Here is why: Any social media comment policy is going to be open to interpretation and will require a government agent to make a judgment call about which messages deserve public dissemination and which do not. Often, this agent is an underpaid, overworked social media manager without a legal background.

Sometimes the call is easy — Viagra sales are off topic — but others are more complicated. Where one reader sees “hate speech,” another sees good-faith commentary on a new university policy regarding transgender issues or religious groups.

Where one reader sees off-topic spam, another sees someone holding the institution accountable for insufficient safeguards protecting animals in laboratories.

A statement that aligns with your political views might seem benign, while the opposite view sounds like political advocacy threatening violence.

Giving government employees the power to decide who gets to speak and what views may be expressed can have a chilling effect and decrease viewpoint diversity. I don’t want that power for myself.

A Better Response than Censorship

Besides, deleting comments is considered bad social media policy, even for private entities that are not bound by the First Amendment.
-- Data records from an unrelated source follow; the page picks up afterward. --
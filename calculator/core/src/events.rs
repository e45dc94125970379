//! Calculator Events
//!
//! Everything that can change the editor's state arrives as a
//! [`CalculatorEvent`]: user commands from the surface, resolved remote
//! calls, and timers firing. Surfaces only produce the command variants;
//! the others are fed back by [`crate::Calculator`].

use crate::editor::ResetId;
use crate::error::CalculationError;
use crate::evaluation::ChainId;

/// Events consumed by the editor
#[derive(Clone, Debug, PartialEq)]
pub enum CalculatorEvent {
    // ============================================
    // User Commands
    // ============================================
    /// Append a digit, decimal point or operator
    Append(char),

    /// Remove the last character (or the whole trailing operator block)
    DeleteLast,

    /// All clear
    Clear,

    /// Evaluate the expression (`=` / Enter)
    Evaluate,

    // ============================================
    // Deferred Results
    // ============================================
    /// A remote calculation step finished
    CalculationResolved {
        /// Chain the step belongs to
        chain: ChainId,
        /// Service result or the error to display
        outcome: Result<f64, CalculationError>,
    },

    /// The startup health check finished
    HealthChecked {
        /// Health text, or the failure
        outcome: Result<String, CalculationError>,
    },

    /// An error display timer fired
    ErrorResetElapsed {
        /// Timer that fired
        id: ResetId,
    },
}

impl CalculatorEvent {
    /// Map a key name from the keyboard surface to a command
    ///
    /// Digits, `.`, `+`, `-`, `*` and `/` append; `Enter` and `=` evaluate;
    /// `Escape` clears; `Backspace` deletes. Anything else is not a
    /// calculator key and should be left to the surface.
    #[must_use]
    pub fn from_key(key: &str) -> Option<Self> {
        match key {
            "Enter" | "=" => Some(Self::Evaluate),
            "Escape" => Some(Self::Clear),
            "Backspace" => Some(Self::DeleteLast),
            _ => {
                let mut chars = key.chars();
                match (chars.next(), chars.next()) {
                    (Some(c @ ('0'..='9' | '.' | '+' | '-' | '*' | '/')), None) => {
                        Some(Self::Append(c))
                    }
                    _ => None,
                }
            }
        }
    }

    /// Whether this event is a user edit (as opposed to a deferred result)
    #[must_use]
    pub fn is_user_command(&self) -> bool {
        matches!(
            self,
            Self::Append(_) | Self::DeleteLast | Self::Clear | Self::Evaluate
        )
    }
}

#[cfg(test)]
mod tests {
    use super::*;

    #[test]
    fn test_keyboard_surface() {
        for key in ["0", "5", "9", ".", "+", "-", "*", "/"] {
            let c = key.chars().next().unwrap();
            assert_eq!(CalculatorEvent::from_key(key), Some(CalculatorEvent::Append(c)));
        }
        assert_eq!(CalculatorEvent::from_key("Enter"), Some(CalculatorEvent::Evaluate));
        assert_eq!(CalculatorEvent::from_key("="), Some(CalculatorEvent::Evaluate));
        assert_eq!(CalculatorEvent::from_key("Escape"), Some(CalculatorEvent::Clear));
        assert_eq!(
            CalculatorEvent::from_key("Backspace"),
            Some(CalculatorEvent::DeleteLast)
        );
    }

    #[test]
    fn test_non_calculator_keys_pass_through() {
        for key in ["a", "x", "×", "Tab", "12", "", " "] {
            assert_eq!(CalculatorEvent::from_key(key), None, "key {key:?}");
        }
    }
}
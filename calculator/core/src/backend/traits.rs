//! Calculation Backend Traits
//!
//! The editor never does arithmetic itself. Each binary step is handed to a
//! [`CalculatorBackend`], which in production is the HTTP service and in
//! tests is whatever mock the test needs.

use async_trait::async_trait;
use serde::{Deserialize, Serialize};
use thiserror::Error;

use crate::error::CalculationError;
use crate::operator::Operator;

/// Operation code for the all-clear notification
pub const CLEAR_OPERATION: &str = "ac";

/// Errors raised while talking to a backend
#[derive(Debug, Error)]
pub enum BackendError {
    /// Request could not be sent or the response could not be read
    #[error("HTTP request failed: {0}")]
    Http(#[from] reqwest::Error),

    /// Response body was not the expected JSON
    #[error("malformed response body: {0}")]
    Decode(String),
}

impl From<BackendError> for CalculationError {
    fn from(err: BackendError) -> Self {
        Self::Transport(err.to_string())
    }
}

/// Body of a calculate request
#[derive(Clone, Debug, PartialEq, Serialize, Deserialize)]
pub struct CalculationRequest {
    /// Left operand (the running result during a chain)
    pub operand1: f64,
    /// Right operand
    pub operand2: f64,
    /// Operation code: `+`, `-`, `*`, `/` or `ac`
    pub operation: String,
}

impl CalculationRequest {
    /// Request for one binary step
    #[must_use]
    pub fn binary(operand1: f64, operand2: f64, operator: Operator) -> Self {
        Self {
            operand1,
            operand2,
            operation: operator.wire_code().to_string(),
        }
    }

    /// The all-clear notification (`0 ac 0`)
    #[must_use]
    pub fn clear() -> Self {
        Self {
            operand1: 0.0,
            operand2: 0.0,
            operation: CLEAR_OPERATION.to_string(),
        }
    }
}

/// Body of a calculate response
#[derive(Clone, Debug, Default, PartialEq, Serialize, Deserialize)]
#[serde(rename_all = "camelCase")]
pub struct CalculationResponse {
    /// Numeric result (meaningful only when `success` is true)
    #[serde(default)]
    pub result: f64,
    /// Operation the service performed
    #[serde(default)]
    pub operation: Option<String>,
    /// Whether the service performed the calculation
    #[serde(default)]
    pub success: bool,
    /// Failure reason
    #[serde(default)]
    pub error_message: Option<String>,
}

impl CalculationResponse {
    /// Successful response carrying `result`
    #[must_use]
    pub fn ok(result: f64, operation: impl Into<String>) -> Self {
        Self {
            result,
            operation: Some(operation.into()),
            success: true,
            error_message: None,
        }
    }

    /// Failed response carrying `message`
    #[must_use]
    pub fn failed(message: impl Into<String>) -> Self {
        Self {
            error_message: Some(message.into()),
            ..Self::default()
        }
    }

    /// Collapse the response into the value the evaluator threads forward
    ///
    /// # Errors
    ///
    /// Returns [`CalculationError::Rejected`] when `success` is false.
    pub fn into_outcome(self) -> Result<f64, CalculationError> {
        if self.success {
            Ok(self.result)
        } else {
            Err(CalculationError::rejected(self.error_message))
        }
    }
}

/// Calculation backend trait
///
/// Implement this to point the calculator at a different service.
#[async_trait]
pub trait CalculatorBackend: Send + Sync {
    /// Backend name for logs and the status line
    fn name(&self) -> &str;

    /// Fetch the service's health text
    async fn health_check(&self) -> Result<String, BackendError>;

    /// Perform one calculation
    ///
    /// A response with `success: false` is still `Ok`; only transport and
    /// decoding problems are errors.
    async fn calculate(
        &self,
        request: &CalculationRequest,
    ) -> Result<CalculationResponse, BackendError>;

    /// Human-readable list of operations the service supports
    async fn supported_operations(&self) -> Result<String, BackendError>;
}
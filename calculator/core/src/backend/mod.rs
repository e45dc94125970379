//! Calculation Backend Abstraction
//!
//! This module provides a trait-based abstraction over the remote service
//! that performs the arithmetic, so the editor can be driven by the real
//! HTTP service or by a test double.

mod http;
mod traits;

pub use http::HttpBackend;
pub use traits::{
    BackendError, CalculationRequest, CalculationResponse, CalculatorBackend, CLEAR_OPERATION,
};
//! Calculator - The Effect Runner
//!
//! [`Calculator`] owns an [`Editor`] and a [`CalculatorBackend`]. Surfaces
//! feed it user commands; it applies them to the editor and carries out the
//! resulting effects:
//!
//! - `Refresh` publishes a [`CalculatorMessage::Display`] snapshot
//! - `Calculate` spawns the remote call; its outcome is queued and applied
//!   on the next [`Calculator::poll`]
//! - `NotifyClear` spawns a fire-and-forget `ac` call
//! - `ScheduleErrorReset` / `CancelErrorReset` arm and disarm deadlines that
//!   [`Calculator::poll_at`] fires
//!
//! All editor mutation happens on the caller's task. Spawned calls only ever
//! send their outcome back through a channel.

use std::sync::Arc;
use std::time::Instant;

use tokio::sync::mpsc;

use crate::backend::{CalculationRequest, CalculatorBackend};
use crate::config::CalculatorConfig;
use crate::editor::{Editor, EditorConfig, Effect, ResetId};
use crate::error::CalculationError;
use crate::evaluation::ChainId;
use crate::events::CalculatorEvent;
use crate::messages::{CalculatorMessage, DisplaySnapshot};

/// Drives an [`Editor`] against a backend
pub struct Calculator<B: CalculatorBackend> {
    /// Calculation backend
    backend: Arc<B>,
    /// Expression state machine
    editor: Editor,
    /// Channel to the UI surface
    tx: mpsc::Sender<CalculatorMessage>,
    /// Outcomes of spawned calls, applied during `poll`
    resolved_tx: mpsc::UnboundedSender<CalculatorEvent>,
    resolved_rx: mpsc::UnboundedReceiver<CalculatorEvent>,
    /// Armed error reset deadlines
    timers: Vec<(Instant, ResetId)>,
    /// Spawned calls whose outcome has not been applied yet
    outstanding: usize,
}

impl<B: CalculatorBackend + 'static> Calculator<B> {
    /// Create a calculator with the editor settings from `config`
    pub fn new(backend: B, config: &CalculatorConfig, tx: mpsc::Sender<CalculatorMessage>) -> Self {
        Self::with_editor_config(backend, config.editor_config(), tx)
    }

    /// Create a calculator with explicit editor settings
    pub fn with_editor_config(
        backend: B,
        editor_config: EditorConfig,
        tx: mpsc::Sender<CalculatorMessage>,
    ) -> Self {
        let (resolved_tx, resolved_rx) = mpsc::unbounded_channel();
        Self {
            backend: Arc::new(backend),
            editor: Editor::new(editor_config),
            tx,
            resolved_tx,
            resolved_rx,
            timers: Vec::new(),
            outstanding: 0,
        }
    }

    /// The editor state
    pub fn editor(&self) -> &Editor {
        &self.editor
    }

    /// Current contents of both display regions
    pub fn snapshot(&self) -> DisplaySnapshot {
        self.editor.snapshot()
    }

    /// Whether an evaluation chain is waiting on the service
    pub fn is_evaluating(&self) -> bool {
        self.editor.is_evaluating()
    }

    /// Number of armed error reset timers
    pub fn pending_timers(&self) -> usize {
        self.timers.len()
    }

    /// Publish the initial display and start the background checks
    ///
    /// The health check result comes back through [`Self::poll`]; a failure
    /// shows "Server connection failed". The supported-operations list is
    /// published directly to the surface.
    pub async fn start(&mut self) -> anyhow::Result<()> {
        tracing::info!(backend = self.backend.name(), "Starting calculator");
        self.send(CalculatorMessage::Display(self.editor.snapshot()))
            .await;

        let backend = Arc::clone(&self.backend);
        let resolved = self.resolved_tx.clone();
        let tx = self.tx.clone();
        self.outstanding += 1;
        tokio::spawn(async move {
            let outcome = match backend.health_check().await {
                Ok(text) => {
                    tracing::info!(health = %text.trim(), "Calculation service is up");
                    Ok(text)
                }
                Err(e) => {
                    tracing::warn!(error = %e, "Health check failed");
                    Err(CalculationError::Unreachable(e.to_string()))
                }
            };
            let status = CalculatorMessage::BackendStatus {
                backend: backend.name().to_string(),
                healthy: outcome.is_ok(),
                detail: match &outcome {
                    Ok(text) => text.trim().to_string(),
                    Err(e) => e.to_string(),
                },
            };
            if tx.send(status).await.is_err() {
                tracing::debug!("Surface channel closed, dropping backend status");
            }
            if resolved
                .send(CalculatorEvent::HealthChecked { outcome })
                .is_err()
            {
                tracing::debug!("Calculator dropped, discarding health check");
            }
        });

        let backend = Arc::clone(&self.backend);
        let tx = self.tx.clone();
        tokio::spawn(async move {
            match backend.supported_operations().await {
                Ok(description) if !description.is_empty() => {
                    tracing::debug!(%description, "Service operations");
                    if tx
                        .send(CalculatorMessage::Operations { description })
                        .await
                        .is_err()
                    {
                        tracing::debug!("Surface channel closed, dropping operations");
                    }
                }
                Ok(_) => {}
                Err(e) => tracing::debug!(error = %e, "Could not list service operations"),
            }
        });

        Ok(())
    }

    /// Apply a user command
    pub async fn handle_event(&mut self, event: CalculatorEvent) -> anyhow::Result<()> {
        if !event.is_user_command() {
            anyhow::bail!("{event:?} is produced internally and cannot be injected");
        }
        self.apply(event).await;
        Ok(())
    }

    /// Apply resolved calls and due timers using the current time
    ///
    /// Returns `true` if anything changed.
    pub async fn poll(&mut self) -> bool {
        self.poll_at(Instant::now()).await
    }

    /// Apply resolved calls and every timer due at `now`
    ///
    /// Returns `true` if anything changed.
    pub async fn poll_at(&mut self, now: Instant) -> bool {
        let mut changed = false;

        while let Ok(event) = self.resolved_rx.try_recv() {
            self.outstanding = self.outstanding.saturating_sub(1);
            self.apply(event).await;
            changed = true;
        }

        let mut due: Vec<(Instant, ResetId)> = Vec::new();
        self.timers.retain(|&(deadline, id)| {
            if deadline <= now {
                due.push((deadline, id));
                false
            } else {
                true
            }
        });
        due.sort_by_key(|&(deadline, _)| deadline);
        for (_, id) in due {
            self.apply(CalculatorEvent::ErrorResetElapsed { id }).await;
            changed = true;
        }

        changed
    }

    /// Wait until every spawned call has resolved and been applied
    ///
    /// Timers are not fired. Useful for headless drivers and tests.
    pub async fn settle(&mut self) {
        while self.outstanding > 0 {
            match self.resolved_rx.recv().await {
                Some(event) => {
                    self.outstanding -= 1;
                    self.apply(event).await;
                }
                None => break,
            }
        }
    }

    /// Run one event through the editor and execute its effects
    async fn apply(&mut self, event: CalculatorEvent) {
        let effects = self.editor.handle(event);
        for effect in effects {
            self.execute(effect).await;
        }
    }

    async fn execute(&mut self, effect: Effect) {
        match effect {
            Effect::Refresh => {
                self.send(CalculatorMessage::Display(self.editor.snapshot()))
                    .await;
            }
            Effect::Calculate { chain, request } => self.spawn_calculation(chain, request),
            Effect::NotifyClear => self.spawn_clear_notification(),
            Effect::ScheduleErrorReset { id, after } => {
                self.timers.push((Instant::now() + after, id));
            }
            Effect::CancelErrorReset { id } => {
                self.timers.retain(|&(_, armed)| armed != id);
            }
        }
    }

    fn spawn_calculation(&mut self, chain: ChainId, request: CalculationRequest) {
        let backend = Arc::clone(&self.backend);
        let resolved = self.resolved_tx.clone();
        self.outstanding += 1;

        tokio::spawn(async move {
            let outcome = match backend.calculate(&request).await {
                Ok(response) => response.into_outcome(),
                Err(e) => {
                    tracing::warn!(%chain, error = %e, "Calculation request failed");
                    Err(CalculationError::from(e))
                }
            };
            if resolved
                .send(CalculatorEvent::CalculationResolved { chain, outcome })
                .is_err()
            {
                tracing::debug!(%chain, "Calculator dropped, discarding response");
            }
        });
    }

    fn spawn_clear_notification(&self) {
        let backend = Arc::clone(&self.backend);
        tokio::spawn(async move {
            if let Err(e) = backend.calculate(&CalculationRequest::clear()).await {
                tracing::debug!(error = %e, "Clear notification failed");
            }
        });
    }

    async fn send(&self, message: CalculatorMessage) {
        if self.tx.send(message).await.is_err() {
            tracing::debug!("Surface channel closed, dropping message");
        }
    }
}
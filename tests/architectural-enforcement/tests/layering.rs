//! Integration Test: Layering
//!
//! **Policy**: `calculator-core` is headless; it must not know about the
//! terminal. `calculator-tui` is a thin client; it must not talk HTTP or do
//! arithmetic itself. Every calculation goes through the core's backend.

use architectural_enforcement::{manifest, production_sources, report};

const CORE: &str = "calculator/core";
const TUI: &str = "tui";

#[test]
fn test_core_has_no_terminal_dependencies() {
    let cargo = manifest(CORE);
    let mut violations = Vec::new();

    for dep in ["ratatui", "crossterm", "clap"] {
        if cargo.contains(dep) {
            violations.push(format!("{CORE}/Cargo.toml - depends on {dep}"));
        }
    }

    for file in production_sources(&format!("{CORE}/src")) {
        for (line, code) in file.code_lines() {
            if code.contains("ratatui::") || code.contains("crossterm::") {
                violations.push(file.violation(line, code.trim()));
            }
        }
    }

    report("Terminal code found in calculator-core:", &violations);
}

#[test]
fn test_tui_does_not_talk_http() {
    let cargo = manifest(TUI);
    let mut violations = Vec::new();

    if cargo.contains("reqwest") {
        violations.push(format!("{TUI}/Cargo.toml - depends on reqwest"));
    }

    for file in production_sources(&format!("{TUI}/src")) {
        for (line, code) in file.code_lines() {
            if code.contains("reqwest") || code.contains("CalculationRequest") {
                violations.push(file.violation(line, code.trim()));
            }
        }
    }

    report(
        "calculator-tui must go through the core backend:",
        &violations,
    );
}

#[test]
fn test_tui_does_not_evaluate() {
    let mut violations = Vec::new();

    for file in production_sources(&format!("{TUI}/src")) {
        for (line, code) in file.code_lines() {
            if code.contains("parse::<f64>") || code.contains("format_result") {
                violations.push(file.violation(line, code.trim()));
            }
        }
    }

    report(
        "calculator-tui renders the core's strings as-is:",
        &violations,
    );
}
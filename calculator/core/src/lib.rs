//! Calculator Core - Headless expression editing and remote evaluation
//!
//! This crate holds everything the calculator does that is not drawing:
//! the expression buffer and its editing rules, the left-to-right evaluator,
//! result formatting, error display timing and the client for the remote
//! calculation service. It can drive a terminal UI, a test harness, or any
//! other surface.
//!
//! # Architecture
//!
//! ```text
//! ┌──────────────────────────────────────────────────────────────┐
//! │                        UI Surface                            │
//! │   keys / clicks ──► CalculatorEvent     CalculatorMessage ◄──│
//! └──────────────────────────┬───────────────────────▲───────────┘
//!                            │                       │
//! ┌──────────────────────────▼───────────────────────┴───────────┐
//! │                      Calculator<B>                           │
//! │  ┌────────────┐   Vec<Effect>   ┌──────────────────────────┐ │
//! │  │   Editor   │ ──────────────► │ effect runner            │ │
//! │  │ (pure FSM) │ ◄────────────── │ remote calls, timers     │ │
//! │  └────────────┘  resolved calls └────────────┬─────────────┘ │
//! └──────────────────────────────────────────────┼───────────────┘
//!                                                │
//!                                     CalculatorBackend (HTTP)
//! ```
//!
//! # Key Types
//!
//! - [`Editor`]: Expression state machine; consumes events, returns effects
//! - [`Calculator`]: Owns an editor and a backend, runs effects
//! - [`CalculatorBackend`]: Remote calculation service abstraction
//! - [`HttpBackend`]: reqwest implementation of the backend
//! - [`CalculatorConfig`]: Layered configuration (defaults, file, env, CLI)
//!
//! # Evaluation Order
//!
//! There is no operator precedence. `2 + 3 * 4` is sent to the service as
//! `2 + 3` followed by `5 * 4`, giving `20`.

#![deny(missing_docs)]
#![deny(clippy::all)]
#![warn(clippy::pedantic)]
#![allow(clippy::module_name_repetitions)]

pub mod backend;
pub mod calculator;
pub mod config;
pub mod editor;
pub mod error;
pub mod evaluation;
pub mod events;
pub mod format;
pub mod messages;
pub mod operator;

pub use backend::{
    BackendError, CalculationRequest, CalculationResponse, CalculatorBackend, HttpBackend,
};
pub use calculator::Calculator;
pub use config::{
    default_config_path, load_config, load_config_from_path, load_config_with_overrides,
    CalculatorConfig, CalculatorToml, ConfigError, ConfigOverrides, ConfigSource,
};
pub use editor::{Editor, EditorConfig, Effect, ErrorResetPolicy, ResetId};
pub use error::CalculationError;
pub use evaluation::{ChainId, EvaluationPlan, EvaluationSequence};
pub use events::CalculatorEvent;
pub use format::{display_number, format_result};
pub use messages::{CalculatorMessage, DisplaySnapshot};
pub use operator::{is_operator, Operator};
The modern marketplace knows when an organization tries to escape accountability through censorship. Prospective students or faculty members with heterodox views may shy away from campuses if they detect such censorship.

Rather than delete comments, it is better to ignore them or, when needed, acknowledge and engage with them. Numerous companies and universities have repaired longtime wrongs when social media brought misdeeds to light. Other times, we have to dial back on social media while a firestorm passes.

Regardless of the situation, university communications professionals go back into the work of developing content that builds trust and enhances the university’s reputation. Rather than hit “delete” on uncomfortable or unflattering topics, we must grapple with negativity in a way that makes the institution stronger. That’s our job.